Problem statement
From the material below, copy out each line with the word "certificate" in it.
☆ ☆ ☆ ☆ ☆ ☆ ☆
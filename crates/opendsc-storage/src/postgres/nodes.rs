//! Node, node tag, and node assignment repository

use chrono::{DateTime, Utc};
use serde::Serialize;
use sqlx::PgPool;
use uuid::Uuid;

use opendsc_core::{Error, Result};

use crate::error::map_sqlx;

#[derive(Debug, Clone, Serialize, sqlx::FromRow)]
pub struct NodeRow {
    pub id: Uuid,
    pub fqdn: String,
    pub registered_at: DateTime<Utc>,
    pub last_seen: Option<DateTime<Utc>>,
    pub cert_fingerprint: Option<String>,
    pub cert_not_after: Option<DateTime<Utc>>,
}

/// A node tag joined with its scope type and value
#[derive(Debug, Clone, Serialize, sqlx::FromRow)]
pub struct NodeTagRow {
    pub node_id: Uuid,
    pub scope_type_id: Uuid,
    pub scope_type_name: String,
    pub precedence: i32,
    pub scope_value_id: Uuid,
    pub scope_value: String,
}

/// A node's configuration assignment
#[derive(Debug, Clone, Serialize, sqlx::FromRow)]
pub struct AssignmentRow {
    pub node_id: Uuid,
    pub configuration_id: Option<Uuid>,
    pub composite_id: Option<Uuid>,
    pub pinned_version: Option<String>,
    pub use_server_managed_parameters: bool,
}

#[derive(Clone)]
pub struct NodeRepo {
    pool: PgPool,
}

impl NodeRepo {
    pub fn new(pool: PgPool) -> Self {
        Self { pool }
    }

    /// Insert a node with its certificate binding
    pub async fn insert(
        &self,
        fqdn: &str,
        cert_fingerprint: &str,
        cert_not_after: DateTime<Utc>,
    ) -> Result<NodeRow> {
        sqlx::query_as::<_, NodeRow>(
            r#"
            INSERT INTO nodes (id, fqdn, cert_fingerprint, cert_not_after)
            VALUES ($1, $2, $3, $4)
            RETURNING id, fqdn, registered_at, last_seen, cert_fingerprint, cert_not_after
            "#,
        )
        .bind(Uuid::new_v4())
        .bind(fqdn)
        .bind(cert_fingerprint)
        .bind(cert_not_after)
        .fetch_one(&self.pool)
        .await
        .map_err(|e| map_sqlx(&format!("node {}", fqdn), e))
    }

    pub async fn get(&self, id: Uuid) -> Result<Option<NodeRow>> {
        sqlx::query_as::<_, NodeRow>(
            "SELECT id, fqdn, registered_at, last_seen, cert_fingerprint, cert_not_after
             FROM nodes WHERE id = $1",
        )
        .bind(id)
        .fetch_optional(&self.pool)
        .await
        .map_err(|e| map_sqlx("node", e))
    }

    pub async fn find_by_fingerprint(&self, fingerprint: &str) -> Result<Option<NodeRow>> {
        sqlx::query_as::<_, NodeRow>(
            "SELECT id, fqdn, registered_at, last_seen, cert_fingerprint, cert_not_after
             FROM nodes WHERE cert_fingerprint = $1",
        )
        .bind(fingerprint)
        .fetch_optional(&self.pool)
        .await
        .map_err(|e| map_sqlx("node", e))
    }

    pub async fn list(&self) -> Result<Vec<NodeRow>> {
        sqlx::query_as::<_, NodeRow>(
            "SELECT id, fqdn, registered_at, last_seen, cert_fingerprint, cert_not_after
             FROM nodes ORDER BY fqdn",
        )
        .fetch_all(&self.pool)
        .await
        .map_err(|e| map_sqlx("nodes", e))
    }

    pub async fn touch_last_seen(&self, id: Uuid) -> Result<()> {
        sqlx::query("UPDATE nodes SET last_seen = now() WHERE id = $1")
            .bind(id)
            .execute(&self.pool)
            .await
            .map_err(|e| map_sqlx("node", e))?;
        Ok(())
    }

    /// Swap the stored fingerprint; the update only applies while the
    /// current fingerprint still matches, so concurrent rotations conflict
    /// instead of clobbering each other
    pub async fn rotate_fingerprint(
        &self,
        id: Uuid,
        current_fingerprint: &str,
        new_fingerprint: &str,
        new_not_after: DateTime<Utc>,
    ) -> Result<()> {
        let result = sqlx::query(
            "UPDATE nodes SET cert_fingerprint = $1, cert_not_after = $2
             WHERE id = $3 AND cert_fingerprint = $4",
        )
        .bind(new_fingerprint)
        .bind(new_not_after)
        .bind(id)
        .bind(current_fingerprint)
        .execute(&self.pool)
        .await
        .map_err(|e| map_sqlx("rotate certificate", e))?;

        if result.rows_affected() == 0 {
            return Err(Error::Conflict(
                "node certificate changed concurrently or node is unknown".into(),
            ));
        }
        Ok(())
    }

    /// Delete a node; tags and assignments cascade
    pub async fn delete(&self, id: Uuid) -> Result<()> {
        let result = sqlx::query("DELETE FROM nodes WHERE id = $1")
            .bind(id)
            .execute(&self.pool)
            .await
            .map_err(|e| map_sqlx("node", e))?;
        if result.rows_affected() == 0 {
            return Err(Error::NotFound("node".into()));
        }
        Ok(())
    }

    /// Tag a node with a scope value, replacing any prior value of the same
    /// scope type
    pub async fn tag(&self, node_id: Uuid, scope_type_id: Uuid, scope_value_id: Uuid) -> Result<()> {
        sqlx::query(
            r#"
            INSERT INTO node_tags (id, node_id, scope_type_id, scope_value_id)
            VALUES ($1, $2, $3, $4)
            ON CONFLICT (node_id, scope_type_id)
            DO UPDATE SET scope_value_id = EXCLUDED.scope_value_id
            "#,
        )
        .bind(Uuid::new_v4())
        .bind(node_id)
        .bind(scope_type_id)
        .bind(scope_value_id)
        .execute(&self.pool)
        .await
        .map_err(|e| map_sqlx("node tag", e))?;
        Ok(())
    }

    pub async fn untag(&self, node_id: Uuid, scope_type_id: Uuid) -> Result<()> {
        let result = sqlx::query(
            "DELETE FROM node_tags WHERE node_id = $1 AND scope_type_id = $2",
        )
        .bind(node_id)
        .bind(scope_type_id)
        .execute(&self.pool)
        .await
        .map_err(|e| map_sqlx("node tag", e))?;
        if result.rows_affected() == 0 {
            return Err(Error::NotFound("node tag".into()));
        }
        Ok(())
    }

    /// Tags joined with scope metadata, ordered by ascending precedence
    pub async fn tags_for(&self, node_id: Uuid) -> Result<Vec<NodeTagRow>> {
        sqlx::query_as::<_, NodeTagRow>(
            r#"
            SELECT t.node_id, t.scope_type_id, st.name AS scope_type_name,
                   st.precedence, t.scope_value_id, sv.value AS scope_value
            FROM node_tags t
            JOIN scope_types st ON st.id = t.scope_type_id
            JOIN scope_values sv ON sv.id = t.scope_value_id
            WHERE t.node_id = $1
            ORDER BY st.precedence
            "#,
        )
        .bind(node_id)
        .fetch_all(&self.pool)
        .await
        .map_err(|e| map_sqlx("node tags", e))
    }

    /// Assign a configuration or composite (exactly one), replacing any
    /// prior assignment
    pub async fn assign(
        &self,
        node_id: Uuid,
        configuration_id: Option<Uuid>,
        composite_id: Option<Uuid>,
        pinned_version: Option<&str>,
        use_server_managed_parameters: bool,
    ) -> Result<()> {
        if configuration_id.is_some() == composite_id.is_some() {
            return Err(Error::Validation(
                "exactly one of configuration or composite must be assigned".into(),
            ));
        }

        sqlx::query(
            r#"
            INSERT INTO node_configurations
                (id, node_id, configuration_id, composite_id, pinned_version, use_server_managed_parameters)
            VALUES ($1, $2, $3, $4, $5, $6)
            ON CONFLICT (node_id) DO UPDATE SET
                configuration_id = EXCLUDED.configuration_id,
                composite_id = EXCLUDED.composite_id,
                pinned_version = EXCLUDED.pinned_version,
                use_server_managed_parameters = EXCLUDED.use_server_managed_parameters,
                assigned_at = now()
            "#,
        )
        .bind(Uuid::new_v4())
        .bind(node_id)
        .bind(configuration_id)
        .bind(composite_id)
        .bind(pinned_version)
        .bind(use_server_managed_parameters)
        .execute(&self.pool)
        .await
        .map_err(|e| map_sqlx("node assignment", e))?;
        Ok(())
    }

    pub async fn assignment_for(&self, node_id: Uuid) -> Result<Option<AssignmentRow>> {
        sqlx::query_as::<_, AssignmentRow>(
            "SELECT node_id, configuration_id, composite_id, pinned_version, use_server_managed_parameters
             FROM node_configurations WHERE node_id = $1",
        )
        .bind(node_id)
        .fetch_optional(&self.pool)
        .await
        .map_err(|e| map_sqlx("node assignment", e))
    }

    /// Every assignment; feeds the retention in-use computation
    pub async fn list_assignments(&self) -> Result<Vec<AssignmentRow>> {
        sqlx::query_as::<_, AssignmentRow>(
            "SELECT node_id, configuration_id, composite_id, pinned_version, use_server_managed_parameters
             FROM node_configurations",
        )
        .fetch_all(&self.pool)
        .await
        .map_err(|e| map_sqlx("node assignments", e))
    }
}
☆ ☆ ☆ ☆ ☆ ☆ ☆
Exercise result
    /// Insert a node with its certificate binding
        .map_err(|e| map_sqlx("rotate certificate", e))?;
                "node certificate changed concurrently or node is unknown".into(),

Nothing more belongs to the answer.